Note: Participants, including Elders and/or Indigenous Knowledge Keepers, may participate on an application in a Collaborator role without the need to secure a CIHR PIN. Follow the instructions in the How to Apply section that pertain to Collaborators and indicate their role in the participant table. Elders and/or Indigenous Knowledge Keepers' contributions to the proposed activities and their meaningful engagement must also be captured in the research proposal to address the points outlined in the evaluation criteria. Please note, names of Collaborators do not appear in CIHR funding decision databases and documents.
CIHR and partner(s) financial contributions for this initiative are subject to availability of funds. Should CIHR or partner(s) funding levels not be available or are decreased due to unforeseen circumstances, CIHR and partner(s) reserve the right to reduce, defer or suspend financial contributions to grants received as a result of this funding opportunity.
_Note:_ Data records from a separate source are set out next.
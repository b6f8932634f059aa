use std::collections::HashSet;

use crate::model::identity::NodeKey;
use crate::model::HasIdentity;
use crate::ops::relations::Cardinality;
use crate::ops::{RelationManager, UniqueObjectIndex};

/// An edge reported by an invariant check: `(relation, source, target)`
pub type EdgeRef = (String, NodeKey, NodeKey);

/// Find edges present in only one of the forward and inverse indices
pub fn find_asymmetric_edges(relations: &RelationManager) -> Vec<EdgeRef> {
    let mut asymmetric = Vec::new();

    for (name, edges) in &relations.edges {
        for (source, targets) in &edges.forward {
            for target in targets {
                let mirrored = edges
                    .inverse
                    .get(target)
                    .is_some_and(|sources| sources.contains(source));
                if !mirrored {
                    asymmetric.push((name.clone(), source.clone(), target.clone()));
                }
            }
        }
        for (target, sources) in &edges.inverse {
            for source in sources {
                let mirrored = edges
                    .forward
                    .get(source)
                    .is_some_and(|targets| targets.contains(target));
                if !mirrored {
                    asymmetric.push((name.clone(), source.clone(), target.clone()));
                }
            }
        }
    }

    asymmetric
}

/// Find edges with an endpoint for which `is_registered` is false
pub fn find_dangling_edges<F>(relations: &RelationManager, is_registered: F) -> Vec<EdgeRef>
where
    F: Fn(&NodeKey) -> bool,
{
    let mut dangling = Vec::new();

    for (name, edges) in &relations.edges {
        for (source, targets) in &edges.forward {
            for target in targets {
                if !is_registered(source) || !is_registered(target) {
                    dangling.push((name.clone(), source.clone(), target.clone()));
                }
            }
        }
    }

    dangling
}

/// Find empty adjacency sets left behind by removals
pub fn find_empty_partner_sets(relations: &RelationManager) -> Vec<(String, NodeKey)> {
    let mut empty = Vec::new();

    for (name, edges) in &relations.edges {
        for (node, partners) in edges.forward.iter().chain(edges.inverse.iter()) {
            if partners.is_empty() {
                empty.push((name.clone(), node.clone()));
            }
        }
    }

    empty
}

/// Find nodes that are their own descendant in a parent/child relation
///
/// Returns `(relation, node)` for each node on a cycle.
pub fn find_cycles(relations: &RelationManager) -> Vec<(String, NodeKey)> {
    let mut cycles = Vec::new();

    for decl in relations.registry().iter() {
        if decl.cardinality != Cardinality::ParentChild {
            continue;
        }
        let Some(edges) = relations.edges.get(&decl.name) else {
            continue;
        };
        for start in edges.forward.keys() {
            if reaches(edges, start) {
                cycles.push((decl.name.clone(), start.clone()));
            }
        }
    }

    cycles
}

// DFS over forward edges, true if `start` is reachable from itself
fn reaches(edges: &crate::ops::relations::Edges, start: &NodeKey) -> bool {
    let mut seen = HashSet::new();
    let mut stack: Vec<&NodeKey> = edges
        .forward
        .get(start)
        .map(|children| children.iter().collect())
        .unwrap_or_default();

    while let Some(node) = stack.pop() {
        if node == start {
            return true;
        }
        if !seen.insert(node) {
            continue;
        }
        if let Some(children) = edges.forward.get(node) {
            stack.extend(children.iter());
        }
    }

    false
}

/// Find disagreements between the name and id lookup paths of an index
///
/// Returns a description per inconsistency.
pub fn find_index_inconsistencies<T: HasIdentity>(index: &UniqueObjectIndex<T>) -> Vec<String> {
    let mut problems = Vec::new();

    for object in index.iter() {
        if object.kind() != index.kind() {
            problems.push(format!("{} stored in {} index", object.identity(), index.kind()));
        }
        if object.unique().owner() != Some(index.index_id()) {
            problems.push(format!("{} does not point back to its index", object.identity()));
        }
        match object.id() {
            None => problems.push(format!("{} has no resolved id", object.identity())),
            Some(id) => {
                if index.name_of_id(id) != Some(object.name()) {
                    problems.push(format!(
                        "id {} maps to {:?}, expected '{}'",
                        id,
                        index.name_of_id(id),
                        object.name()
                    ));
                }
            }
        }
    }

    if index.id_count() != index.len() {
        problems.push(format!(
            "{} ids for {} objects",
            index.id_count(),
            index.len()
        ));
    }

    problems
}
The total amount available for this funding opportunity is $2,000,000 enough to fund approximately ten (10) grants. The maximum amount per grant is $200,000 for up to one (1) year.
Of this $2,000,000,
$600,000 is available to fund three (3) applications relevant to the Indigenous Health Research pool
$1,400,000 is available to fund seven (7) applications relevant to the general pool
Applications relevant to the Indigenous Health Research pool will be funded top down in order of ranking. Remaining fundable applications from the Indigenous Health Research pool will then be rolled into the general pool and funded in rank order as far as funds will allow.
This funding opportunity does NOT require 1:1 matching of CIHR funds.